(Input data begins)
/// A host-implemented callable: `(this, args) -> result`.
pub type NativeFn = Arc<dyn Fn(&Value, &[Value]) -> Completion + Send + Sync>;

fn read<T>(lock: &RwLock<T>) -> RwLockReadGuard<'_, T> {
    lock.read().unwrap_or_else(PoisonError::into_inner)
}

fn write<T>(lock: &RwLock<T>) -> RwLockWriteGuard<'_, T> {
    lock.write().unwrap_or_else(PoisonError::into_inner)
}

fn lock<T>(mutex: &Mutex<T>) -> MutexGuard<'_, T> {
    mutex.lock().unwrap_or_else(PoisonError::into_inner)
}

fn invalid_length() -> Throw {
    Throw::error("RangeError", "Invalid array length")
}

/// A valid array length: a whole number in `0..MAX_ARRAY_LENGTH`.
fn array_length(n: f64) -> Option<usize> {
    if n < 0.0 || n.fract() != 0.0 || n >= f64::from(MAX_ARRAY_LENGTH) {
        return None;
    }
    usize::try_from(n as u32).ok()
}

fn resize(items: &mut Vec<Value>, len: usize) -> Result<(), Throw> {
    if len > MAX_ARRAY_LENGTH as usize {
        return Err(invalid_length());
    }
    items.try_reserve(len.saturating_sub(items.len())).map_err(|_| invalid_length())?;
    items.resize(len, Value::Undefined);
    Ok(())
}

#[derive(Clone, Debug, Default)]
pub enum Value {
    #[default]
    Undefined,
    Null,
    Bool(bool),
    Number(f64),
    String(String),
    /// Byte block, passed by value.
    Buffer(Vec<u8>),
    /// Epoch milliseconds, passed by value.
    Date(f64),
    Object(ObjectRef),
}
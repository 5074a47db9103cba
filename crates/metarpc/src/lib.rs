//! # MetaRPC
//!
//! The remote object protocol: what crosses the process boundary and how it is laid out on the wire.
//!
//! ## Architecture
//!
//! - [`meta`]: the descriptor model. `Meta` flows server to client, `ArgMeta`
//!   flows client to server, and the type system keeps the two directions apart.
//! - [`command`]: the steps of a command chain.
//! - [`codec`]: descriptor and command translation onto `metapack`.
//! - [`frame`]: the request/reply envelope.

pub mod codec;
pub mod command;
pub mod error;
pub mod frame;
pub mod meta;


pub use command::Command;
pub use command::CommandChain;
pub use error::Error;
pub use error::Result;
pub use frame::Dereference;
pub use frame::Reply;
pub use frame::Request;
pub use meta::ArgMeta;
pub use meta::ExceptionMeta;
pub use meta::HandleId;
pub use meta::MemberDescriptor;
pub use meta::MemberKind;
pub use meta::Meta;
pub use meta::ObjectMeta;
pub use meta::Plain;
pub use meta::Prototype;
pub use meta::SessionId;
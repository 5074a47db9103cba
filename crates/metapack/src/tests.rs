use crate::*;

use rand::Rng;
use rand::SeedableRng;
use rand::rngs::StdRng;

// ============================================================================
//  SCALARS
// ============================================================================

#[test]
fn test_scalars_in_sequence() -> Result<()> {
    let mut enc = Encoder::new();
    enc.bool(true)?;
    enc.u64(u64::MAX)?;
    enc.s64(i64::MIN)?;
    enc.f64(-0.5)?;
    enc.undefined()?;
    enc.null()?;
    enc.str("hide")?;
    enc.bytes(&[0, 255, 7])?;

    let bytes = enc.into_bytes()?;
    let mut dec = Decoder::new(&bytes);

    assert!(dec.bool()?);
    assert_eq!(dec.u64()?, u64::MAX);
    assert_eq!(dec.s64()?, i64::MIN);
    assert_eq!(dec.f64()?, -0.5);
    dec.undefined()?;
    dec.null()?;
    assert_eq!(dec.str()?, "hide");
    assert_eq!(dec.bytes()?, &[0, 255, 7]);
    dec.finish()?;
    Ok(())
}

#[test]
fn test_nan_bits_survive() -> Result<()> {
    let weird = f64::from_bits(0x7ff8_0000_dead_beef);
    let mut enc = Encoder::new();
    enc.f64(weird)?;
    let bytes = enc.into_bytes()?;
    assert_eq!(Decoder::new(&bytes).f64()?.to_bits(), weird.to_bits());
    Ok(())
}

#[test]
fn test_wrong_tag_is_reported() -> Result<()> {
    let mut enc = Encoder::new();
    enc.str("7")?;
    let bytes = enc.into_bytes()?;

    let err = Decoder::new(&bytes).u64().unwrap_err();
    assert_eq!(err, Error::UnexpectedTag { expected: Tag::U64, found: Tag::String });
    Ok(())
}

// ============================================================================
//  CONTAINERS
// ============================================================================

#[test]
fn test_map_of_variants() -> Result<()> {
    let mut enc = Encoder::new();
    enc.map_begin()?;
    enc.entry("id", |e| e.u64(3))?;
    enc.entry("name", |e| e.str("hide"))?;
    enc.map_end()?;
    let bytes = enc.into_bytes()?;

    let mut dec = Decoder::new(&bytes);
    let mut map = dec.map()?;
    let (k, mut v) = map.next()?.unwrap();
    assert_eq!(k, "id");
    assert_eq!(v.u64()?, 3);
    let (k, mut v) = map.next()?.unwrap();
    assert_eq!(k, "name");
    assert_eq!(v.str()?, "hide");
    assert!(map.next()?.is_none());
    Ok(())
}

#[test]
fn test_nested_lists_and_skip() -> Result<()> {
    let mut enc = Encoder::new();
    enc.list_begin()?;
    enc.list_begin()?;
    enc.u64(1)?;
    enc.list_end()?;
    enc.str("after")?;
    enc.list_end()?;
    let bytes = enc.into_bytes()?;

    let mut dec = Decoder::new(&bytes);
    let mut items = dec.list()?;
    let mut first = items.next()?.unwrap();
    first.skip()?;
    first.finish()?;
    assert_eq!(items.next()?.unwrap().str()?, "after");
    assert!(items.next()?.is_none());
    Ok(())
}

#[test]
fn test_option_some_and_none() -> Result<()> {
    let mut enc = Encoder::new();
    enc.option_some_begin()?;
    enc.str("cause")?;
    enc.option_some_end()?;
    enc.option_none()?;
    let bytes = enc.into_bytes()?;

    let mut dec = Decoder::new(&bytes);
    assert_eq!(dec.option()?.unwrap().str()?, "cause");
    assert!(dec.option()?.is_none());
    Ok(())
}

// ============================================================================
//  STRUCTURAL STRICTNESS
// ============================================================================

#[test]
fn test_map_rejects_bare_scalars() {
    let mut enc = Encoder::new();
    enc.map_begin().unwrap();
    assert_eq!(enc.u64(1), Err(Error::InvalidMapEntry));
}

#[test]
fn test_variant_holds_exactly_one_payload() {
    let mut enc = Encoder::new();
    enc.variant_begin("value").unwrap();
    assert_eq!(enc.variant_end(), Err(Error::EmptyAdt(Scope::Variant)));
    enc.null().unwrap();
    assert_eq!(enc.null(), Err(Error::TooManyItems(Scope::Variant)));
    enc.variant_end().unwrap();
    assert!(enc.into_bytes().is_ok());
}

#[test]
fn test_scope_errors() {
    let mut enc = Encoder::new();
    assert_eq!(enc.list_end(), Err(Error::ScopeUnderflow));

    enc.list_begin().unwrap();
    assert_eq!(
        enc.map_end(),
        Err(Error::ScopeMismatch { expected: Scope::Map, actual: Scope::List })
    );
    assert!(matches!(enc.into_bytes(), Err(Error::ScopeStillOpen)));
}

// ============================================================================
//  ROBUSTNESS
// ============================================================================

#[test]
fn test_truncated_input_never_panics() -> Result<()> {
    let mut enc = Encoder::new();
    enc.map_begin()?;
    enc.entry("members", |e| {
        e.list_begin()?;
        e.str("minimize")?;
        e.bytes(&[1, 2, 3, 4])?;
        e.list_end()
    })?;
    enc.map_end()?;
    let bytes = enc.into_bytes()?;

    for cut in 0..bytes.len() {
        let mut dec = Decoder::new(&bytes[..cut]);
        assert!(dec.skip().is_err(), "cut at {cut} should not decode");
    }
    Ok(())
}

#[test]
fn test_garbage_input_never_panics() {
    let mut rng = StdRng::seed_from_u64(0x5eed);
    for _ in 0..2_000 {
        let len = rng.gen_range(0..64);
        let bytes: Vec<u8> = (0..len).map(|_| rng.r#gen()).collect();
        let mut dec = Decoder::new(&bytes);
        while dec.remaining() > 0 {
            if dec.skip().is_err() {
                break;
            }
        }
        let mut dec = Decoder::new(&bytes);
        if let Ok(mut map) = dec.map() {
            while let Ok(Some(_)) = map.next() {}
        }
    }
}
(Input data ends)
#### What the exercise asks:
State the number of lines in the data above that include the word "codec", leaving out any other words.

#### The answer:
2